*Work order:* Among these entries, count the lines containing the word "None" and answer with only the number.
*** Opening of Information supplied ***
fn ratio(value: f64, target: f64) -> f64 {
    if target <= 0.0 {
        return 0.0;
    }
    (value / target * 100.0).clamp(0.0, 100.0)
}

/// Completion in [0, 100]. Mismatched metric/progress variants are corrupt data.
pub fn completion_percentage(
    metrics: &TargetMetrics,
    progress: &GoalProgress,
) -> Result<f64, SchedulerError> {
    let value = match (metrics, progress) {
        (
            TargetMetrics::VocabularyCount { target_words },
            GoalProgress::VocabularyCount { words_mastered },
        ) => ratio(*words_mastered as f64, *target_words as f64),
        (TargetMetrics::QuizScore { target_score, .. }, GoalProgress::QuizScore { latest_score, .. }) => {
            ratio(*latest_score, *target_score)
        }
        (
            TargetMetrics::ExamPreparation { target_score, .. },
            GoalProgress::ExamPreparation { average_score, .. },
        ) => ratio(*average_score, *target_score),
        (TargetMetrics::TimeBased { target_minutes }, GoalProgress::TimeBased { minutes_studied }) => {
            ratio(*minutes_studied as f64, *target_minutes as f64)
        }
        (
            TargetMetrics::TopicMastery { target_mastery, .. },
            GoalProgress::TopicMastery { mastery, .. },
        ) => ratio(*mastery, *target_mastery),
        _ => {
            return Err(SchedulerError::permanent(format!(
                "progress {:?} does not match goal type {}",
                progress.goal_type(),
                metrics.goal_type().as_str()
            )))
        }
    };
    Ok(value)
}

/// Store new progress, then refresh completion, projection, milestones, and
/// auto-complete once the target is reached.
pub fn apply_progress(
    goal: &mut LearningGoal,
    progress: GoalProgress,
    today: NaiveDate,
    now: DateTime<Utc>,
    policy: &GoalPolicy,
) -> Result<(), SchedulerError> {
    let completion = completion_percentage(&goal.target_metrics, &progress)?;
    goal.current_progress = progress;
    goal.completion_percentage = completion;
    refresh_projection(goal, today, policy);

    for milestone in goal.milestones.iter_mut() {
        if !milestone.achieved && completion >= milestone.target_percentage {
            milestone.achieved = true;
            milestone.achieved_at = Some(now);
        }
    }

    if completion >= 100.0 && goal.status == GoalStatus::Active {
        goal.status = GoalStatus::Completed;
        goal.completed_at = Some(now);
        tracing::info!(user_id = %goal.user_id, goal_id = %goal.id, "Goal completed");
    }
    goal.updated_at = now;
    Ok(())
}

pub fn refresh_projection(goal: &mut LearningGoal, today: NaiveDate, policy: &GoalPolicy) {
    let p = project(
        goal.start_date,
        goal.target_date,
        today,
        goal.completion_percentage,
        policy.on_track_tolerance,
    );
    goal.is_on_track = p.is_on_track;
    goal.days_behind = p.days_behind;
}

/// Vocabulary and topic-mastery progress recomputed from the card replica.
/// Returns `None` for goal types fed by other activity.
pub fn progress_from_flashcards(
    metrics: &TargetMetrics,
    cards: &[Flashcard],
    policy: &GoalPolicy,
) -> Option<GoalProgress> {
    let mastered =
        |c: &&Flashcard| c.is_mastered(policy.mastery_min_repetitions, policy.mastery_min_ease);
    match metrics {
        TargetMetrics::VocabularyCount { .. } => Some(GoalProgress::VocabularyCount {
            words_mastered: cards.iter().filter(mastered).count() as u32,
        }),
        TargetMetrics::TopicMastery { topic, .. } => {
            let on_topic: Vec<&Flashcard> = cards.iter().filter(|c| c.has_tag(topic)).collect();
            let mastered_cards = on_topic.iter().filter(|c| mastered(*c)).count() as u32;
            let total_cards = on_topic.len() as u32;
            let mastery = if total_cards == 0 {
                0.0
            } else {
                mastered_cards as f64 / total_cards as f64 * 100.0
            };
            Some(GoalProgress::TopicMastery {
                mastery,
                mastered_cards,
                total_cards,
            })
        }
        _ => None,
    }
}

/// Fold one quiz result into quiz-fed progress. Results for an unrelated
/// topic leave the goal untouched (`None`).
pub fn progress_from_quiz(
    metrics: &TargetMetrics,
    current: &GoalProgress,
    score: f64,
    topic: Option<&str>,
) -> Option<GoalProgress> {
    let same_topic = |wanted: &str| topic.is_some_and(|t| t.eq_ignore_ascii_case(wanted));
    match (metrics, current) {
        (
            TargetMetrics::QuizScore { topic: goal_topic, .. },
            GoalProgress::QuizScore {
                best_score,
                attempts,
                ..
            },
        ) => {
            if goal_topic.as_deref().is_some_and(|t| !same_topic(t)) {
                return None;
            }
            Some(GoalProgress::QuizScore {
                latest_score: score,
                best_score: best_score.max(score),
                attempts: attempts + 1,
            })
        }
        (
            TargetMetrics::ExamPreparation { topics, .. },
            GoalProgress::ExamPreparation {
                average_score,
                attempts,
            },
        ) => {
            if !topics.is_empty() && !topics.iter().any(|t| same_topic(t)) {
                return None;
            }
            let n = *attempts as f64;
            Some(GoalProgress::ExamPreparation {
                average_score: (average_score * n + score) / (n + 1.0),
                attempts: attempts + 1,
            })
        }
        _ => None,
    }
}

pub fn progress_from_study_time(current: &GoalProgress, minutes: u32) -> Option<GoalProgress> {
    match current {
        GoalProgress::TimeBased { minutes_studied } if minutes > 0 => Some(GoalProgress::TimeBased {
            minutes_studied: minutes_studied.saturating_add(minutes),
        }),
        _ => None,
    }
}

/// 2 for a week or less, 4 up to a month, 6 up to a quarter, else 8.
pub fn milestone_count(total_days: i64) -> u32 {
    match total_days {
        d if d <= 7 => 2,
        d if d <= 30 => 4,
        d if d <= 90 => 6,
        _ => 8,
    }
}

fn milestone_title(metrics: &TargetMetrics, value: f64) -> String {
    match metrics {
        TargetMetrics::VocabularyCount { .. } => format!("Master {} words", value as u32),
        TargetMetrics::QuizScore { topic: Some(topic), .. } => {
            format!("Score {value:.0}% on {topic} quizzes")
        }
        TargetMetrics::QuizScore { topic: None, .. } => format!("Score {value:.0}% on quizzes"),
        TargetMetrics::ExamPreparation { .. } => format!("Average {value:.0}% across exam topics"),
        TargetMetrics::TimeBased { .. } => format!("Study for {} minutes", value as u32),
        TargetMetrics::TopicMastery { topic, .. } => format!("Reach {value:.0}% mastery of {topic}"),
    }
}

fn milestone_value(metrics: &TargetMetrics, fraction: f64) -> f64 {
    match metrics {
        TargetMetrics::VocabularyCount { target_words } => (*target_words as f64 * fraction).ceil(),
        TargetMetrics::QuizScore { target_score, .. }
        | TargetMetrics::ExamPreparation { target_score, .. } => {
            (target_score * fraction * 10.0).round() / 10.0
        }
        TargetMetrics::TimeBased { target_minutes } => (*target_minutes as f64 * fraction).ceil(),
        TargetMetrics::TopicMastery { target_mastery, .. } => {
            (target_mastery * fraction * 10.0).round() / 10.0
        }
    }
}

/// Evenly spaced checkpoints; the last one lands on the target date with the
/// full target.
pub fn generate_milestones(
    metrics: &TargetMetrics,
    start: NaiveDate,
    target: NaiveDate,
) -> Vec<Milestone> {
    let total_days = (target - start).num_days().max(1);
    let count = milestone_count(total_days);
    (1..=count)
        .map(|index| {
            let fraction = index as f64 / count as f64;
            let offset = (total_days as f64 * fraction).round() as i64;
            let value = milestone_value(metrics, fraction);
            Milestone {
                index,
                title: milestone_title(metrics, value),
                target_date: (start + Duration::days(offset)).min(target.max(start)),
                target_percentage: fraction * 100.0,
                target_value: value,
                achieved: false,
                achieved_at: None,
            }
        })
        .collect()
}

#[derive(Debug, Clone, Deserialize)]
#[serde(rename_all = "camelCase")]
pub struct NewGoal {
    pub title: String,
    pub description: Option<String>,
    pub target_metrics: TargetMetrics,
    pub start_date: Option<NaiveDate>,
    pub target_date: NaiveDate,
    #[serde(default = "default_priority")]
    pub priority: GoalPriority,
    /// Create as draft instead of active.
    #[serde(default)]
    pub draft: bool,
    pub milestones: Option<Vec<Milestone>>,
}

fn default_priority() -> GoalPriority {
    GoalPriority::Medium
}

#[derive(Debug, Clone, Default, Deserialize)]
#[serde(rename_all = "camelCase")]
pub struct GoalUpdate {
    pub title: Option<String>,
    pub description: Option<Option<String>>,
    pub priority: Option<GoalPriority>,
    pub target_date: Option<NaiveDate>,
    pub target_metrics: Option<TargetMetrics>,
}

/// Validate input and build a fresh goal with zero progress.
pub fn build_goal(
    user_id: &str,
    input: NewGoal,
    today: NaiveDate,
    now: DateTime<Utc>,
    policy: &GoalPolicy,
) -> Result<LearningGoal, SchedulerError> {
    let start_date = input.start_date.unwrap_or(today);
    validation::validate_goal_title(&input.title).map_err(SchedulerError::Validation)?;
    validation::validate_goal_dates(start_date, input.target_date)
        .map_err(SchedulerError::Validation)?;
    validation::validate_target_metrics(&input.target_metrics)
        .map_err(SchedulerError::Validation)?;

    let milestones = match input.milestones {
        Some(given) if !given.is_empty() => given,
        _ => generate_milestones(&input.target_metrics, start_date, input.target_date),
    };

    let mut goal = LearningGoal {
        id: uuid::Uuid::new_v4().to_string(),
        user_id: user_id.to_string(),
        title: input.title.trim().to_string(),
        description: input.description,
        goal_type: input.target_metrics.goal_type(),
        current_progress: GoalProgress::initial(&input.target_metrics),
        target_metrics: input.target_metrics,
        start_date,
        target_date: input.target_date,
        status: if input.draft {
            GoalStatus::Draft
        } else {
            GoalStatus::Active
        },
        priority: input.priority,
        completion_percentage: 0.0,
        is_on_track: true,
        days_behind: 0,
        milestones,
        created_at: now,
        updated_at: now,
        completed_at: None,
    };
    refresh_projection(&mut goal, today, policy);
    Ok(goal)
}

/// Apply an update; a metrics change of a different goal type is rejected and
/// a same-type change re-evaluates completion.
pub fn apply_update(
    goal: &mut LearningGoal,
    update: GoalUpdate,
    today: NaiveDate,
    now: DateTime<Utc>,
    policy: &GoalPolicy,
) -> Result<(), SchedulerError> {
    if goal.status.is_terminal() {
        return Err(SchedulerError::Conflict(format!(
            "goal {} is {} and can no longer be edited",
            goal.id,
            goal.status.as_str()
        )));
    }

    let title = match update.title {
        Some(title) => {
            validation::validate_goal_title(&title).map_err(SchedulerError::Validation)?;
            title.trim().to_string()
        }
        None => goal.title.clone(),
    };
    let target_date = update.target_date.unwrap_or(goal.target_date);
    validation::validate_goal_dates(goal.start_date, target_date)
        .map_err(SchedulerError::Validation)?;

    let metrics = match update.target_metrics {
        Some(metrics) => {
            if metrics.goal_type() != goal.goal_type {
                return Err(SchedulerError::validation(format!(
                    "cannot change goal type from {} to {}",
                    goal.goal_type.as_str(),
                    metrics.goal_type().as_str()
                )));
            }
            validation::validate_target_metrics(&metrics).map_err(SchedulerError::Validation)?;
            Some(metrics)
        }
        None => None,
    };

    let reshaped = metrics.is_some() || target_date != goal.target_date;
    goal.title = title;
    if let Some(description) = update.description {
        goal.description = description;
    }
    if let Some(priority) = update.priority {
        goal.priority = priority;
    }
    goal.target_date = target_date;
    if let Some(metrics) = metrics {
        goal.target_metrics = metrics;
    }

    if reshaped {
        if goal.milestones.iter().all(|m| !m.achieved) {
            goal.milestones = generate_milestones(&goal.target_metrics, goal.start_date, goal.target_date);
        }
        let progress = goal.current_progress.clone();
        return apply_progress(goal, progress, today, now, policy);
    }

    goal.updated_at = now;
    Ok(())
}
*** Close of Information supplied ***
*Written response:* 12